The death of the Initial Coin Offering (ICO) – while overstated – is more an evolution of this popular crowdfunding mechanism than a demise. Having reached dizzying heights and helped projects raise billions of dollars in funds, the ICO market also caused millions in losses and produced shockingly few success stories.
And, there’s certainly been a lot of noise in the space that has been peppered with more than a few projects that fizzled out – not reaching anywhere near the expectations or hype.
The dazzling rise of the ICO model, which galvanized the blockchain industry, was slowly derailed by a mix of failed products, high-profile frauds and scams, and a sense of general lawlessness that scared retail investors away.
Even so, the market has survived, though its days of pure optimism seem to be over. Indeed, despite raising just north of $21.5 billion in 2018 according to data compiled by Coinschedule.com, the bulk of that figure for ICOs came during the first six months of the year, after which the sector as a whole failed to reach the same dizzying highs in the year’s next five of six months.

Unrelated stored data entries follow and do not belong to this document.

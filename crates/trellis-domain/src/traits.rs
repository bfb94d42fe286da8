//! Trait definitions for external interactions
//!
//! These traits define the boundaries between domain logic and
//! infrastructure. Implementations live in other crates (trellis-store).

use crate::content::ProcessedContent;
use crate::edge::GraphEdge;
use crate::node::{GraphNode, NodeId};
use crate::settings::Settings;
use serde::{Deserialize, Serialize};

/// A full read of the graph: every node and every edge.
#[derive(Debug, Clone, Default, Serialize, Deserialize)]
pub struct GraphSnapshot {
    /// All nodes, unordered
    pub nodes: Vec<GraphNode>,
    /// All edges, unordered
    pub edges: Vec<GraphEdge>,
}

/// A content-archive search result.
#[derive(Debug, Clone, Serialize, Deserialize)]
pub struct SearchHit {
    /// Archive identifier of the matching record
    pub id: String,
    /// Source URL
    pub url: String,
    /// Page title
    pub title: String,
    /// Analysis summary
    pub summary: String,
    /// When the page was captured (unix seconds)
    pub captured_at: u64,
}

/// Counts from an eviction pass.
#[derive(Debug, Clone, Copy, Default, PartialEq, Eq, Serialize, Deserialize)]
pub struct EvictionStats {
    /// Processed-content records removed
    pub content_removed: usize,
    /// Page nodes removed
    pub nodes_removed: usize,
    /// Edges removed by the cascade
    pub edges_removed: usize,
}

/// Trait for the persistent graph store.
///
/// Implemented by the infrastructure layer (trellis-store).
pub trait GraphStore {
    /// Error type for store operations
    type Error;

    /// Insert or replace a node, keyed by its identifier.
    fn upsert_node(&mut self, node: GraphNode) -> Result<(), Self::Error>;

    /// Get a node by identifier.
    fn get_node(&self, id: &NodeId) -> Result<Option<GraphNode>, Self::Error>;

    /// Add an edge. Returns `false` without modifying anything when an edge
    /// with the same identifier already exists.
    fn add_edge(&mut self, edge: GraphEdge) -> Result<bool, Self::Error>;

    /// Read the full graph.
    fn graph_snapshot(&self) -> Result<GraphSnapshot, Self::Error>;

    /// Look up archived content by URL (dedup query).
    fn find_content_by_url(&self, url: &str) -> Result<Option<ProcessedContent>, Self::Error>;

    /// Store processed content, replacing any record with the same URL, then
    /// trim the archive to the `max_entries` newest records.
    fn store_content(
        &mut self,
        content: ProcessedContent,
        max_entries: usize,
    ) -> Result<(), Self::Error>;

    /// Case-insensitive substring search over title, body, and concepts.
    /// At most 50 hits, newest first.
    fn search_content(&self, query: &str) -> Result<Vec<SearchHit>, Self::Error>;

    /// Load settings, supplying defaults when no record exists.
    fn load_settings(&self) -> Result<Settings, Self::Error>;

    /// Persist settings.
    fn save_settings(&mut self, settings: &Settings) -> Result<(), Self::Error>;

    /// Remove content and page nodes captured before `cutoff`; when
    /// `cascade` is set, also remove edges left dangling by the pass.
    fn evict_older_than(&mut self, cutoff: u64, cascade: bool)
        -> Result<EvictionStats, Self::Error>;

    /// When the last eviction pass ran, if ever (unix seconds).
    fn last_cleanup(&self) -> Result<Option<u64>, Self::Error>;

    /// Record an eviction pass at `at` (unix seconds).
    fn record_cleanup(&mut self, at: u64) -> Result<(), Self::Error>;
}
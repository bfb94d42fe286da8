//! Configuration for the analysis client

use serde::{Deserialize, Serialize};
use std::time::Duration;

/// Configuration for the analysis client.
#[derive(Debug, Clone, Serialize, Deserialize)]
pub struct AnalysisConfig {
    /// Character budget for text sent to the model; longer input is truncated
    pub max_prompt_chars: usize,

    /// Minimum milliseconds between the completion of one external call and
    /// the start of the next
    pub min_call_interval_ms: u64,

    /// Concept relations scoring below this similarity are dropped
    pub similarity_threshold: f64,

    /// At most this many concept relations are kept per scoring call
    pub max_relations: usize,
}

impl Default for AnalysisConfig {
    fn default() -> Self {
        Self {
            max_prompt_chars: 4000,
            min_call_interval_ms: 1000,
            similarity_threshold: 0.3,
            max_relations: 10,
        }
    }
}

impl AnalysisConfig {
    /// Get the minimum call interval as a Duration.
    pub fn min_call_interval(&self) -> Duration {
        Duration::from_millis(self.min_call_interval_ms)
    }

    /// Validate the configuration.
    pub fn validate(&self) -> Result<(), String> {
        if self.max_prompt_chars == 0 {
            return Err("max_prompt_chars must be greater than 0".to_string());
        }
        if !(0.0..=1.0).contains(&self.similarity_threshold) {
            return Err("similarity_threshold must be in [0, 1]".to_string());
        }
        if self.max_relations == 0 {
            return Err("max_relations must be greater than 0".to_string());
        }
        Ok(())
    }

    /// Load configuration from a TOML string.
    pub fn from_toml(toml_str: &str) -> Result<Self, String> {
        toml::from_str(toml_str).map_err(|e| format!("Failed to parse TOML: {}", e))
    }

    /// Serialize configuration to a TOML string.
    pub fn to_toml(&self) -> Result<String, String> {
        toml::to_string_pretty(self).map_err(|e| format!("Failed to serialize to TOML: {}", e))
    }
}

Just over half of the funds raised last year by industry category according to these figures were accounted by just three sectors accounted, namely: 1. Infrastruture (25.2%); 2. Finance (15.3%); and, 3. Communications (10.1%).
The numbers are certainly up from 2017 when according to figures collated by ICOData.io a total of 875 ICOs raised over $6 billion and in 2018 there were 1,257 ICOs that accounted for in excess of $7.85 billion. Statistical differences aside between the two sets of data, ICOs have clearly been a viable method of crowdfunding to bring new technological ideas to life.
Although ICOs remain a force within the industry, the unbridled enthusiasm they once garnered has led to cautious acceptance, and calls for a stronger, more transparent fundraising vehicle.
Increased scrutiny from regulators, consumers as well as the broader industry means that ICOs cannot carry on in business as usual mode. Instead, the sector must look for ways to improve the confidence in their fundraising model and regain the trust it lost in a barrage of failures and scams.
While ICOs have had an entire industry built around “reporting” on new ICOs (i.e. platforms rating ICOs), very few offered actual screening and restraint when listing projects, leading to reports of fraud and pay-for-play schemes.
One outcome of this need for change is the rise of Security Tokens’ (STOs) sales, a more transparent investment vehicle. The other, and perhaps more important one, is that the industry itself has recognized the need for screening to protect investors and the sector’s reputation. As the dawn of the STO has shown, the enthusiasm for blockchain still exists, but it requires a more trustworthy approach.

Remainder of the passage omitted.